*Problem statement*: Hunt through the lines below for the string "DesiredUser" and copy each one that has it.

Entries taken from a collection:
▼
impl Reconciler {
    pub fn new(config: ReconcilerConfig) -> Self {
        Self { config }
    }

    pub fn template(&self) -> &UsernameTemplate {
        &self.config.template
    }

    pub fn groups(&self) -> &ServiceGroups {
        &self.config.groups
    }

    /// Profile attributes a desired user should end up with
    pub fn expected_profile(&self, user: &DesiredUser) -> Profile {
        match self.config.format {
            AttributeFormat::Modern => Profile {
                display_name: format!("{}_{}", user.employee_id, user.display_name),
                given_name: user.employee_id.clone(),
                family_name: user.display_name.clone(),
                email: user.email.clone(),
            },
            AttributeFormat::Legacy => Profile {
                display_name: format!("{} {}", user.display_name, user.display_name),
                given_name: user.display_name.clone(),
                family_name: user.display_name.clone(),
                email: user.email.clone(),
            },
        }
    }

    /// Service group ids a desired user should belong to
    pub fn expected_groups(&self, user: &DesiredUser) -> BTreeSet<String> {
        self.config.groups.for_subscription(user.subscription)
    }

    /// Index managed directory users by case-folded employee id
    pub fn index_managed<'a>(&self, actual: &'a [ActualUser]) -> HashMap<String, (&'a str, &'a ActualUser)> {
        let mut index = HashMap::new();
        for user in actual {
            let Some(employee_id) = self.config.template.extract(&user.username) else {
                continue;
            };
            let folded = employee_id.to_lowercase();
            if index.contains_key(&folded) {
                log::warn!(
                    "Multiple directory users map to employee id '{employee_id}', keeping the first"
                );
                continue;
            }
            index.insert(folded, (employee_id, user));
        }
        index
    }

    /// Diff desired against actual and build the plan for `mode`
    pub fn reconcile(
        &self,
        desired: &[DesiredUser],
        actual: &[ActualUser],
        mode: Mode,
    ) -> Result<Reconciliation, ValidationError> {
        check_duplicates(desired)?;

        let mut rejected = Vec::new();
        let mut wanted: HashMap<String, &DesiredUser> = HashMap::new();
        for user in desired {
            if user.employee_id.trim().is_empty() {
                rejected.push(Rejection {
                    employee_id: String::new(),
                    row: user.row,
                    reason: ValidationError::UnresolvableEmployeeId {
                        row: user.row.unwrap_or(0),
                    }
                    .to_string(),
                });
                continue;
            }
            wanted.insert(user.employee_id.to_lowercase(), user);
        }

        let managed = self.index_managed(actual);
        let mut builder = ExecutionPlan::builder();

        for (folded, user) in &wanted {
            match managed.get(folded) {
                None if mode.creates() => self.plan_create(&mut builder, user)?,
                Some((_, existing)) if mode.updates() => {
                    self.plan_update(&mut builder, user, existing, mode)?;
                }
                _ => {}
            }
        }

        if mode.deletes() {
            for (folded, (employee_id, existing)) in &managed {
                if !wanted.contains_key(folded) {
                    plan_delete(&mut builder, employee_id, existing)?;
                }
            }
        }

        let plan = builder.build();
        log::debug!(
            "Planned {} action(s) across {} user(s) in {} mode",
            plan.action_count(),
            plan.units().len(),
            mode
        );
        Ok(Reconciliation { plan, rejected })
    }

    fn key_for(&self, user: &DesiredUser, user_id: Option<&str>) -> UserKey {
        UserKey {
            employee_id: user.employee_id.clone(),
            username: self.config.template.render(&user.employee_id),
            user_id: user_id.map(str::to_string),
        }
    }

    fn plan_create(&self, builder: &mut PlanBuilder, user: &DesiredUser) -> Result<(), PlanError> {
        let key = self.key_for(user, None);
        builder.push(Action::CreateUser {
            key: key.clone(),
            profile: self.expected_profile(user),
        })?;
        for group_id in self.expected_groups(user) {
            builder.push(Action::AddMembership {
                key: key.clone(),
                group_id,
            })?;
        }
        Ok(())
    }

    fn plan_update(
        &self,
        builder: &mut PlanBuilder,
        user: &DesiredUser,
        existing: &ActualUser,
        mode: Mode,
    ) -> Result<(), PlanError> {
        let key = UserKey {
            user_id: Some(existing.user_id.clone()),
            username: existing.username.clone(),
            ..self.key_for(user, None)
        };

        let changes = attribute_changes(&self.expected_profile(user), existing);
        if !changes.is_empty() {
            builder.push(Action::UpdateAttributes {
                key: key.clone(),
                changes,
            })?;
        }

        if !mode.manages_memberships() {
            return Ok(());
        }

        let expected = self.expected_groups(user);
        for group_id in [&self.config.groups.kiro, &self.config.groups.qdev] {
            let member = existing.group_memberships.contains(group_id);
            let wanted = expected.contains(group_id);
            let action = match (member, wanted) {
                (false, true) => Action::AddMembership {
                    key: key.clone(),
                    group_id: group_id.clone(),
                },
                (true, false) => Action::RemoveMembership {
                    key: key.clone(),
                    group_id: group_id.clone(),
                },
                _ => continue,
            };
            builder.push(action)?;
        }
        Ok(())
    }
}

fn plan_delete(
    builder: &mut PlanBuilder,
    employee_id: &str,
    existing: &ActualUser,
) -> Result<(), PlanError> {
    let key = UserKey {
        employee_id: employee_id.to_string(),
        username: existing.username.clone(),
        user_id: Some(existing.user_id.clone()),
    };
    for group_id in &existing.group_memberships {
        builder.push(Action::RemoveMembership {
            key: key.clone(),
            group_id: group_id.clone(),
        })?;
    }
    builder.push(Action::DeleteUser { key })?;
    Ok(())
}

/// Profile fields that differ from the directory
pub fn attribute_changes(expected: &Profile, existing: &ActualUser) -> Vec<AttributeChange> {
    let mut changes = Vec::new();
    for field in AttributeField::ALL {
        let current = existing.attribute(field);
        let target = expected.attribute(field);
        if field.values_match(current, target) {
            continue;
        }
        if field.is_multi_value() {
            changes.push(AttributeChange::Email {
                existing: existing.emails.clone(),
                change: PartialChange::replace(EntryTarget::Primary, expected.email_entry()),
            });
        } else {
            changes.push(AttributeChange::Scalar {
                field,
                from: current.map(str::to_string),
                to: target.to_string(),
            });
        }
    }
    changes
}

/// Reject rosters where two rows share an employee id (case-insensitive)
fn check_duplicates(desired: &[DesiredUser]) -> Result<(), ValidationError> {
    let mut seen: BTreeMap<String, (String, Vec<usize>)> = BTreeMap::new();
    for user in desired {
        if user.employee_id.trim().is_empty() {
            continue;
        }
        let entry = seen
            .entry(user.employee_id.to_lowercase())
            .or_insert_with(|| (user.employee_id.clone(), Vec::new()));
        entry.1.push(user.row.unwrap_or(0));
    }

    match seen.into_values().find(|(_, rows)| rows.len() > 1) {
        Some((employee_id, rows)) => Err(ValidationError::DuplicateEmployeeId { employee_id, rows }),
        None => Ok(()),
    }
}
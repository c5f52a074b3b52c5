//! # Reconcile
//!
//! Roster reconciliation against an identity directory.
//!
//! This crate compares a desired roster of users and service subscriptions
//! with the directory's actual users and group memberships, plans the
//! minimal set of mutations, executes them with bounded concurrency and
//! retries, and verifies the result.
//!
//! ## Core Concepts
//!
//! - **DesiredUser / ActualUser**: the two sides of the comparison
//! - **Reconciler**: diffs both sides into an [`ExecutionPlan`] of per-user units
//! - **Executor**: runs the plan on a worker pool with retry, backoff and
//!   adaptive concurrency
//! - **Merge**: builds whole-array payloads for multi-value attributes
//! - **Verify**: re-fetches state and reports drift
//!
//! ## Example
//!
//! ```ignore
//! use reconcile::{
//!     execute, verify, AttributeFormat, ExecuteOptions, Mode, NoProgress, Reconciler,
//!     ReconcilerConfig, ServiceGroups, UsernameTemplate,
//! };
//!
//! let reconciler = Reconciler::new(ReconcilerConfig {
//!     template: UsernameTemplate::parse("{employee_id}@corp-saml.com")?,
//!     groups: ServiceGroups { kiro: kiro_id, qdev: qdev_id },
//!     format: AttributeFormat::Modern,
//! });
//!
//! let actual = directory.fetch_users()?;
//! let reconciliation = reconciler.reconcile(&desired, &actual, Mode::Sync)?;
//! let results = execute(&reconciliation.plan, &directory, &ExecuteOptions::default(), &NoProgress)?;
//! let report = verify(&desired, &reconciliation.plan, &results, &directory, &reconciler)?;
//! ```
//!
//! ## Provider Traits
//!
//! - [`Directory`]: performs mutations against the remote directory
//! - [`ActualStateSource`]: lists users with their memberships
//! - [`ProgressCallback`]: receives progress updates from worker threads
//!
//! This keeps the engine free of any particular HTTP client or terminal UI.

pub mod context;
pub mod error;
pub mod executor;
pub mod merge;
pub mod naming;
pub mod planner;
pub mod retry;
pub mod throttle;
pub mod types;
pub mod verify;

#[cfg(test)]
mod testing;

// Re-export main types at crate root
pub use context::{ActualStateSource, CallRecord, Directory, NoProgress, ProgressCallback};
pub use error::{Error, ErrorCategory, PlanError, Result, ValidationError};
pub use executor::{execute, DEPENDENCY_FAILED, DRY_RUN};
pub use merge::{merge, EntryTarget, MultiValue, PartialChange};
pub use naming::UsernameTemplate;
pub use planner::{
    AttributeFormat, ExecutionPlan, PlanBuilder, PlanUnit, Reconciler, ReconcilerConfig,
    Reconciliation, Rejection, ServiceGroups,
};
pub use retry::{with_retry, RetryCallback, RetryPolicy};
pub use throttle::{AdaptiveConfig, ConcurrencyGovernor};
pub use types::{
    Action, ActionKind, ActualUser, Address, AttributeChange, AttributeField, AttributeValue,
    AttributeWrite, DeletionConfirmation, DesiredUser, ExecuteOptions, ExecuteSummary,
    ExecutionResult, Mode, MultiValueEntry, Outcome, Profile, Service, Subscription, Tally,
    UserKey, DELETE_TOKEN, MAX_CONCURRENCY, MIN_CONCURRENCY,
};
pub use verify::{verify, Verdict, VerificationEntry, VerificationReport};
▲
*Result*:
    pub fn expected_profile(&self, user: &DesiredUser) -> Profile {
    pub fn expected_groups(&self, user: &DesiredUser) -> BTreeSet<String> {
        desired: &[DesiredUser],
        let mut wanted: HashMap<String, &DesiredUser> = HashMap::new();
    fn key_for(&self, user: &DesiredUser, user_id: Option<&str>) -> UserKey {
    fn plan_create(&self, builder: &mut PlanBuilder, user: &DesiredUser) -> Result<(), PlanError> {
        user: &DesiredUser,
fn check_duplicates(desired: &[DesiredUser]) -> Result<(), ValidationError> {
//! - **DesiredUser / ActualUser**: the two sides of the comparison
    AttributeWrite, DeletionConfirmation, DesiredUser, ExecuteOptions, ExecuteSummary,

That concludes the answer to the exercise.